This piece was published on May 12, 1954.

In his book, "Wrangling The Past," Frank King tells of the killing of his sister Mary near Yuma, leaving to the imagination of the reader how this tragedy was avenged.

I wrote the story at the time for my newspapers. Frank and Sam King were in Yuma attending the trial of Alexander, the man who had killed their sister, anxious that the court and jury would pronounce the death penalty.

When the judge sentenced Alexander to life imprisonment, and the prisoner was being led from the courthouse to the penitentiary in Yuma between two officers, a rifle bullet struck the prisoner in his heart and he fell dead at the feet of the officers.
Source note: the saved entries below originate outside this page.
impl Exporter {
    pub fn new(plan: ExportPlan) -> Self {
        Exporter {
            plan,
            job_id: uuid::Uuid::new_v4(),
            cancel: Arc::new(AtomicBool::new(false)),
            active: Arc::new(AtomicBool::new(false)),
        }
    }

    pub fn job_id(&self) -> uuid::Uuid {
        self.job_id
    }

    /// A clonable handle callers can use to request cancellation from
    /// another thread while `run` is in progress.
    pub fn cancel_handle(&self) -> Arc<AtomicBool> {
        Arc::clone(&self.cancel)
    }

    fn check_cancelled(&self) -> ExportResult<()> {
        if self.cancel.load(Ordering::SeqCst) {
            Err(ExportError::Cancelled)
        } else {
            Ok(())
        }
    }

    /// Runs the export to completion, invoking `on_event` once per state
    /// transition and frame emission. Returns `Ok(())` on success; on
    /// `Err`, the partial output file has already been removed.
    pub fn run(&mut self, mut on_event: impl FnMut(ExportEvent)) -> ExportResult<()> {
        if self.active.swap(true, Ordering::SeqCst) {
            return Err(ExportError::WorkerInitFailed("export already in progress".into()));
        }
        let _guard = ExportActiveGuard { active: Arc::clone(&self.active) };

        tracing::info!(job_id = %self.job_id, "export starting");
        on_event(ExportEvent::tick(ExportPhase::Initializing, 0, 0, RenderMode::Parallel));

        let result = self.run_inner(&mut on_event);

        match &result {
            Ok(()) => on_event(ExportEvent::tick(ExportPhase::Done, 0, 0, RenderMode::Parallel)),
            Err(e) => {
                let _ = std::fs::remove_file(&self.plan.output_path);
                on_event(ExportEvent::failed(e.kind(), e.to_string(), RenderMode::Parallel));
            }
        }

        result
    }

    fn run_inner(&mut self, on_event: &mut impl FnMut(ExportEvent)) -> ExportResult<()> {
        self.check_cancelled()?;

        let video_path = PathBuf::from(&self.plan.video_url);
        let demuxer = Arc::new(Demuxer::initialize(&video_path)?);
        let info = demuxer.info().clone();

        let trims = TrimMapper::new(self.plan.trim_regions.clone());
        let fps = self.plan.target.frame_rate as f64;
        let total_source_ms = (info.duration_s * 1000.0) as i64;
        let total_effective_ms = trims.effective_duration_ms(total_source_ms);
        let total_frames = ((total_effective_ms as f64 / 1000.0) * fps).max(0.0).ceil() as u64;
        let frame_delay_ms = (1000.0 / fps).round().max(1.0) as u32;

        let worker_count = if self.plan.parallel_rendering {
            std::thread::available_parallelism().map(|n| n.get()).unwrap_or(1)
        } else {
            1
        };
        let render_mode = if worker_count > 1 { RenderMode::Parallel } else { RenderMode::Fallback };

        let mut coordinator =
            RenderCoordinator::new(worker_count, Arc::new(self.plan.render_plan.clone()), fps);

        let mut camera_compositor = match &self.plan.camera_pip {
            Some(cfg) if cfg.enabled => Some(CameraPipCompositor::initialize(Path::new(&cfg.camera_url))),
            _ => None,
        };
        let camera_cfg: Option<&CameraPipConfig> = self.plan.camera_pip.as_ref();

        let video_cfg = VideoEncoderConfig {
            width: self.plan.target.width,
            height: self.plan.target.height,
            frame_rate: self.plan.target.frame_rate,
            crf: "18",
            preset: "fast",
        };

        let audio_bitrate = if self.plan.audio_inputs.is_empty() {
            None
        } else {
            Some(self.plan.target.audio_bitrate as usize)
        };

        let mut sink = match self.plan.target.container {
            Container::Mp4 => {
                let muxer =
                    Mp4Muxer::new(&PathBuf::from(&self.plan.output_path), video_cfg, audio_bitrate)?;
                OutputSink::Mp4(muxer)
            }
            Container::Gif => {
                let muxer = GifMuxer::new(
                    &PathBuf::from(&self.plan.output_path),
                    self.plan.target.width,
                    self.plan.target.height,
                )?;
                OutputSink::Gif(muxer)
            }
        };
        sink.setup()?;

        let encode_queue = EncodeQueue::new();

        on_event(ExportEvent::tick(ExportPhase::Decoding, 0, total_frames, render_mode));

        match FrameSource::select(&info.decoder_config) {
            FrameSourceKind::DecodeAhead => {
                self.run_decode_ahead(
                    Arc::clone(&demuxer),
                    &info,
                    &trims,
                    total_frames,
                    &mut coordinator,
                    &mut camera_compositor,
                    camera_cfg,
                    fps,
                    &encode_queue,
                    &mut sink,
                    frame_delay_ms,
                    render_mode,
                    on_event,
                )?;
            }
            FrameSourceKind::Prefetch => {
                let segments = trims.retained_ranges(total_source_ms);
                let mut source = PrefetchSource::new(
                    Arc::clone(&demuxer),
                    info.decoder_config.clone(),
                    segments,
                    fps,
                    total_frames,
                );
                while let Some(sourced) = source.next()? {
                    self.handle_frame(
                        sourced.index,
                        sourced.frame,
                        &mut coordinator,
                        &mut camera_compositor,
                        camera_cfg,
                        fps,
                        &encode_queue,
                        &mut sink,
                        total_frames,
                        frame_delay_ms,
                        render_mode,
                        on_event,
                    )?;
                }
            }
        }

        coordinator.drain_available();
        while let Some((index, rgba)) = coordinator.pop_sequential() {
            encode_queue.push(index, rgba);
        }
        encode_queue.close();
        self.drain_encode_queue(&encode_queue, &mut sink, total_frames, frame_delay_ms, render_mode, on_event)?;

        if !self.plan.audio_inputs.is_empty() {
            let mixed = self.decode_and_mix_audio(&trims, total_source_ms)?;
            sink.send_audio(&mixed)?;
        }

        on_event(ExportEvent::tick(ExportPhase::Finalizing, total_frames, total_frames, render_mode));
        coordinator.shutdown();
        sink.finish()?;

        Ok(())
    }

    /// Forward-only strategy (§4.5): a dedicated thread decodes chunks into
    /// a bounded `FrameBuffer` while this thread consumes frames in order,
    /// composites camera PiP, renders, and encodes. Putting decode on its
    /// own thread is what actually makes the buffer's capacity bound matter
    /// — a single-threaded decode-then-immediately-consume loop would never
    /// let the buffer's producer run ahead of its consumer.
    #[allow(clippy::too_many_arguments)]
    fn run_decode_ahead(
        &self,
        demuxer: Arc<Demuxer>,
        info: &crate::demux::DemuxInfo,
        trims: &TrimMapper,
        total_frames: u64,
        coordinator: &mut RenderCoordinator,
        camera: &mut Option<CameraPipCompositor>,
        camera_cfg: Option<&CameraPipConfig>,
        fps: f64,
        encode_queue: &EncodeQueue,
        sink: &mut OutputSink,
        frame_delay_ms: u32,
        render_mode: RenderMode,
        on_event: &mut impl FnMut(ExportEvent),
    ) -> ExportResult<()> {
        let frame_buffer = Arc::new(FrameBuffer::new());
        let decode_buffer = Arc::clone(&frame_buffer);
        let decode_demuxer = Arc::clone(&demuxer);
        let decode_trims = trims.clone();
        let decode_cancel = Arc::clone(&self.cancel);
        let decode_config = info.decoder_config.clone();
        let decode_duration_s = info.duration_s;

        let decode_handle = std::thread::spawn(move || -> ExportResult<()> {
            let mut decoder = VideoDecoder::new(&decode_config)?;
            let chunks = decode_demuxer.chunks_from(0.0, decode_duration_s)?;
            let mut produced = 0u64;
            for chunk in &chunks {
                if decode_cancel.load(Ordering::SeqCst) {
                    break;
                }
                let chunk_ms = chunk.timestamp.as_ms();
                if decode_trims.trims().iter().any(|t| t.contains_ms(chunk_ms)) {
                    continue;
                }
                for frame in decoder.submit(chunk)? {
                    decode_buffer.push(FrameIndex(produced), frame);
                    produced += 1;
                }
            }
            for frame in decoder.flush()? {
                decode_buffer.push(FrameIndex(produced), frame);
                produced += 1;
            }
            decode_buffer.close();
            Ok(())
        });

        for i in 0..total_frames {
            self.check_cancelled()?;
            let Some(frame) = frame_buffer.take(FrameIndex(i)) else { break };
            self.handle_frame(
                FrameIndex(i),
                frame,
                coordinator,
                camera,
                camera_cfg,
                fps,
                encode_queue,
                sink,
                total_frames,
                frame_delay_ms,
                render_mode,
                on_event,
            )?;
        }

        match decode_handle.join() {
            Ok(result) => result,
            Err(_) => Err(ExportError::WorkerInitFailed("decode thread panicked".into())),
        }
    }

    /// Composites camera PiP onto one source frame, submits it to the
    /// render coordinator, and drains whatever's ready downstream.
    #[allow(clippy::too_many_arguments)]
    fn handle_frame(
        &self,
        index: FrameIndex,
        mut frame: RawFrame,
        coordinator: &mut RenderCoordinator,
        camera: &mut Option<CameraPipCompositor>,
        camera_cfg: Option<&CameraPipConfig>,
        fps: f64,
        encode_queue: &EncodeQueue,
        sink: &mut OutputSink,
        total_frames: u64,
        frame_delay_ms: u32,
        render_mode: RenderMode,
        on_event: &mut impl FnMut(ExportEvent),
    ) -> ExportResult<()> {
        self.check_cancelled()?;
        if let (Some(compositor), Some(cfg)) = (camera.as_mut(), camera_cfg) {
            let t_eff_ms = ((index.0 as f64 / fps) * 1000.0) as i64;
            compositor.render(&mut frame.rgba, frame.width, frame.height, t_eff_ms, cfg)?;
        }

        coordinator.submit(index, frame);
        coordinator.wait_for_next(Duration::from_secs(5));

        while let Some((idx, rgba)) = coordinator.pop_sequential() {
            encode_queue.push(idx, rgba);
        }
        self.drain_encode_queue(encode_queue, sink, total_frames, frame_delay_ms, render_mode, on_event)
    }

    fn drain_encode_queue(
        &self,
        queue: &EncodeQueue,
        sink: &mut OutputSink,
        total_frames: u64,
        frame_delay_ms: u32,
        mode: RenderMode,
        on_event: &mut impl FnMut(ExportEvent),
    ) -> ExportResult<()> {
        loop {
            let next = if queue.is_closed() { queue.pop() } else { queue.try_pop() };
            let Some((index, rgba)) = next else { break };
            sink.send_video(&rgba, self.plan.target.width, self.plan.target.height, frame_delay_ms)?;
            on_event(ExportEvent::tick(ExportPhase::Encoding, index.0 + 1, total_frames, mode));
        }
        Ok(())
    }

    /// Decodes every `AudioInput` over the effective (post-trim) timeline
    /// and mixes them with their configured gains (§4.10). Each input is
    /// reopened and decoded independently since `AudioFileDecoder` carries
    /// no shared state between inputs.
    fn decode_and_mix_audio(&self, trims: &TrimMapper, source_duration_ms: i64) -> ExportResult<Vec<f32>> {
        let ranges = trims.retained_ranges(source_duration_ms);
        let mixer = AudioMixer::new(&self.plan.audio_inputs);

        let mut per_input: Vec<Vec<f32>> = Vec::with_capacity(self.plan.audio_inputs.len());
        for input in &self.plan.audio_inputs {
            let decoder = AudioFileDecoder::load(Path::new(&input.url))?;
            let mut samples = Vec::new();
            for &(start_ms, end_ms) in &ranges {
                samples.extend(decoder.extract(start_ms, end_ms)?);
            }
            per_input.push(samples);
        }

        let max_len = per_input.iter().map(Vec::len).max().unwrap_or(0);
        for buf in &mut per_input {
            buf.resize(max_len, 0.0);
        }

        Ok(mixer.mix(&per_input))
    }

    /// Forces the export into the `Cancelled` state; idempotent, callable
    /// from any phase.
    pub fn abort(&self) {
        self.cancel.store(true, Ordering::SeqCst);
    }
}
Frank and Sam King were arrested. The jurors scattered away from the town, and the judge went into hiding until his train left for Phoenix. Telegrams came to Frank King from every part of the range country, offering assistance. Jeff Milton, old-time peace officer, wired:

"On my way to you. Good right shooting arm and $5,000 cash."

Col. Randolph, superintendent of the Tucson division of the Southern Pacific wired:

"I'm sending best lawyer here. Draw on me for all the money you need."

John Rhodes, a brother-in-law of Ed Tewksbury of the Graham-Tewksbury feud in Gila County, wired that he was on his way to Yuma with 10 of his best cowboys, well armed.

During those turbulent Territorial days when killings were common, men would ride long trails to help a friend. Friendships were so loyal that no matter what the friend did, it was justified and not only excused but defended.

Yuma was soon filled with friends of the King boys, and they were in the crowded justice of the peace court room glaring menacingly at the county attorney as he questioned the witnesses for the territory.

No evidence was adduced to justify the Kings in being held for trial in the territorial court. None knew from whence the shot was fired that killed Alexander. Their attendance during the trial of the killer, and the reputation the King family had for avenging the killing of a member of their family, was advanced by the prosecutor and quickly quashed by the court.

The verdict exonerating Frank and Sam King was heralded throughout the territory with universal approval. Friends of Alexander rode out of town hurriedly, but the King boys remained to give anyone a chance who disapproved of the killing.

Pioneers recalled how the father of the King boys rode several thousand miles pursuing a man who had killed his brother Frank in the King-Carlisle gun battle in Los Angeles in 1865. In his book, "Wrangling The Past," Frank King wrote that "it was always the custom of our family to kill anyone who killed one of our kin."